Superagency. Superoptimismus. Superproblematisch.

Normalerweise schreibe ich hier mit einem optimistischen Blick auf technologische Entwicklungen. Gerade im Kontext von KI betone ich häufig Potenziale und Gestaltungsspielräume. Heute ist das anders. Heute habe ich eine Nicht-Empfehlung im Gepäck. Am 26.09. hatte ich in diesem Blogpost noch geschrieben, dass ich mich sehr auf das Buch „Superagency: What Could Possibly Go Right with Our AI Future“ von Reid Hoffman und Greg Beato freue. Nun habe ich es gelesen und leider hat es mich sehr enttäuscht.

Der Ausgangspunkt des Buchs ist vielversprechend. Die Autoren entwickeln ein Narrativ, das stark an aufklärerische Fortschrittslogiken anknüpft: Mehr Wissen führt zu mehr Handlungsmacht, KI erhöht die individuelle Agency und gesellschaftliche Potenziale kumulieren dadurch zu einer „Super-Agency“. Diese Grundidee ist theoretisch anschlussfähig, etwa an klassische agency-Debatten in Philosophie und Sozialwissenschaften, wie sie bei Anthony Giddens, Albert Bandura oder Margaret Archer zu finden sind. Auch die Grundannahme, dass Technologien menschliche Handlungsräume erweitern können, ist empirisch gut belegt, unter anderem in der Innovationsforschung, etwa bei Clayton Christensen oder in den permissionless-innovation-Argumenten von Marc Andreessen. Der Anspruch des Buches stützt sich also auf diskursiv etablierte Linien.

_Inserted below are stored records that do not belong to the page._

//! The kernel context: everything the trap path reads and writes.

use crate::keyboard::{KeyEvent, KeyboardDecoder};
use crate::terminal::{Command, Session, Shell};
use crate::trap::{report_fatal, Device, DeviceTable, TrapKind, TrapOutcome, TrapStats, VectorTable};
use minios_common::{FatalTrap, Irq, TrapError, TrapFrame};
use minios_hal::{Cpu, DisplaySink, InterruptController, KeyboardController};

/// Machine services the kernel needs from its platform.
pub trait Hardware: InterruptController + KeyboardController + Cpu {}

impl<T: InterruptController + KeyboardController + Cpu> Hardware for T {}

/// Owned kernel state.
///
/// Traps are handled one at a time on a single thread of control, so the
/// decoder, line editor and screen are only reached through `&mut self`.
///
/// The vector table is borrowed rather than owned: once activated, the
/// processor holds its address, so it must stay put while the kernel (which
/// may itself move) is alive.
pub struct Kernel<'t, D, H> {
    vectors: &'t mut VectorTable,
    devices: DeviceTable,
    stats: TrapStats,
    keyboard: KeyboardDecoder,
    shell: Shell,
    display: D,
    hardware: H,
}

impl<'t, D: DisplaySink, H: Hardware> Kernel<'t, D, H> {
    /// Build a kernel around a filled vector table, with the keyboard on IRQ 1.
    pub fn new(display: D, hardware: H, vectors: &'t mut VectorTable) -> Self {
        let mut devices = DeviceTable::new();
        devices.register(Irq::KEYBOARD, Device::Keyboard);
        Kernel {
            vectors,
            devices,
            stats: TrapStats::default(),
            keyboard: KeyboardDecoder::new(),
            shell: Shell::new(),
            display,
            hardware,
        }
    }

    /// Publish the vector table and unmask the interrupt controller.
    ///
    /// The processor's interrupt flag is left alone; the caller sets it once
    /// it no longer holds the kernel.
    pub fn activate(&mut self) -> Result<(), TrapError> {
        self.vectors.activate(&mut self.hardware)?;
        self.hardware.enable();
        log::info!("trap delivery enabled");
        Ok(())
    }

    /// Show the first prompt.
    pub fn start_shell(&mut self) {
        self.shell.prompt(&mut self.display);
    }

    /// Handle one trap.
    pub fn dispatch(&mut self, frame: &TrapFrame) -> TrapOutcome {
        let vector = frame.vector();
        if !self.vectors.is_active() {
            return self.fatal(FatalTrap::NotActivated(vector), frame);
        }

        match TrapKind::classify(vector) {
            TrapKind::Fault(_) => self.fatal(
                FatalTrap::Fault {
                    vector,
                    error_code: frame.error_code(),
                    eip: frame.eip,
                },
                frame,
            ),
            TrapKind::Device(irq) => {
                self.stats.device_traps = self.stats.device_traps.wrapping_add(1);
                match self.devices.get(irq) {
                    Some(Device::Keyboard) => {
                        self.stats.keyboard = self.stats.keyboard.wrapping_add(1);
                        self.keyboard_interrupt();
                    }
                    None => {
                        self.stats.ignored = self.stats.ignored.wrapping_add(1);
                        log::trace!("irq {} ignored", irq.as_u8());
                    }
                }
                self.hardware.end_of_interrupt(irq.as_u8());
                TrapOutcome::Resume
            }
            TrapKind::Unhandled => self.fatal(FatalTrap::UnhandledVector(vector), frame),
        }
    }

    fn fatal(&mut self, fatal: FatalTrap, frame: &TrapFrame) -> TrapOutcome {
        report_fatal(&mut self.display, &fatal, frame);
        TrapOutcome::Halt(fatal)
    }

    fn keyboard_interrupt(&mut self) {
        let scancode = self.hardware.read_scancode();
        if let Some(event) = self.keyboard.consume(scancode) {
            self.key_event(event);
        }
    }

    /// Feed a decoded key to the line editor, running the command it submits.
    pub fn key_event(&mut self, event: KeyEvent) {
        let Some(line) = self.shell.handle_key(event, &mut self.display) else {
            return;
        };
        let mut session = Session {
            display: &mut self.display,
            hardware: &mut self.hardware,
            history: self.shell.history(),
            modifiers: self.keyboard.modifiers(),
            stats: self.stats,
        };
        Command::parse(line.as_str()).execute(&mut session);
        self.shell.prompt(&mut self.display);
    }

    /// Stop the processor.
    pub fn halt(&mut self) {
        self.hardware.halt();
    }

    /// The screen.
    pub fn display(&self) -> &D {
        &self.display
    }

    /// The screen, mutably.
    pub fn display_mut(&mut self) -> &mut D {
        &mut self.display
    }

    /// The platform.
    pub fn hardware(&self) -> &H {
        &self.hardware
    }

    /// The platform, mutably.
    pub fn hardware_mut(&mut self) -> &mut H {
        &mut self.hardware
    }

    /// The line editor.
    pub fn shell(&self) -> &Shell {
        &self.shell
    }

    /// The scancode decoder.
    pub fn keyboard(&self) -> &KeyboardDecoder {
        &self.keyboard
    }

    /// Trap counters.
    pub fn stats(&self) -> TrapStats {
        self.stats
    }

    /// The vector table.
    pub fn vectors(&self) -> &VectorTable {
        self.vectors
    }

    /// The vector table, mutably, for installing gates before activation.
    pub fn vectors_mut(&mut self) -> &mut VectorTable {
        self.vectors
    }
}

Doch genau dort beginnen die Probleme. Denn die Autoren leiten aus dieser Tradition ein Fortschrittsmodell ab, das m. E. sehr viele blinde Flecken hat. Ein Beispiel: Wenn Hoffman und Beato argumentieren, KI könne uns zeigen, was in Psychotherapien wirklich hilft, und könne damit die Agency von Therapeut:innen erhöhen, dann beruht das auf der Prämisse, dass komplexe psychische Prozesse vollständig datenförmig erschließbar seien. Diese Annahme ist empirisch nicht belegt. Studien zu digitaler Psychotherapie und KI-gestützten Interventionen zeigen zwar Wirksamkeit in eng definierten Bereichen, aber sie betonen gleichzeitig Grenzen und Risiken. Die Autoren des Buchs thematisieren diese Grenzen kaum. Sie behandeln Mustererkennung als epistemische Tiefe und ignorieren damit, dass datenbasierte Modelle Handlungsoptionen nicht nur erweitern, sondern auch vorstrukturieren. Sie verschieben Agency also (bzw. den Rahmen, in dem Menschen handeln), ohne diese Verschiebung offen zu reflektieren. Und so offenbart sich eine naive ‚Datengläubigkeit‘: Es wird angenommen, dass ich sehr viele Therapiegespräche analysieren und allein daraus ableiten kann, was in der Psychotherapie funktioniert und was nicht. Ohne, dass ich einen Hintergrund als Psychotherapeutin habe, kann ich, denke ich zurecht, den Punkt machen, dass hier doch viel Individualität auf der Strecke bleibt, die in riesigen Datenmengen eben nicht abbildbar ist.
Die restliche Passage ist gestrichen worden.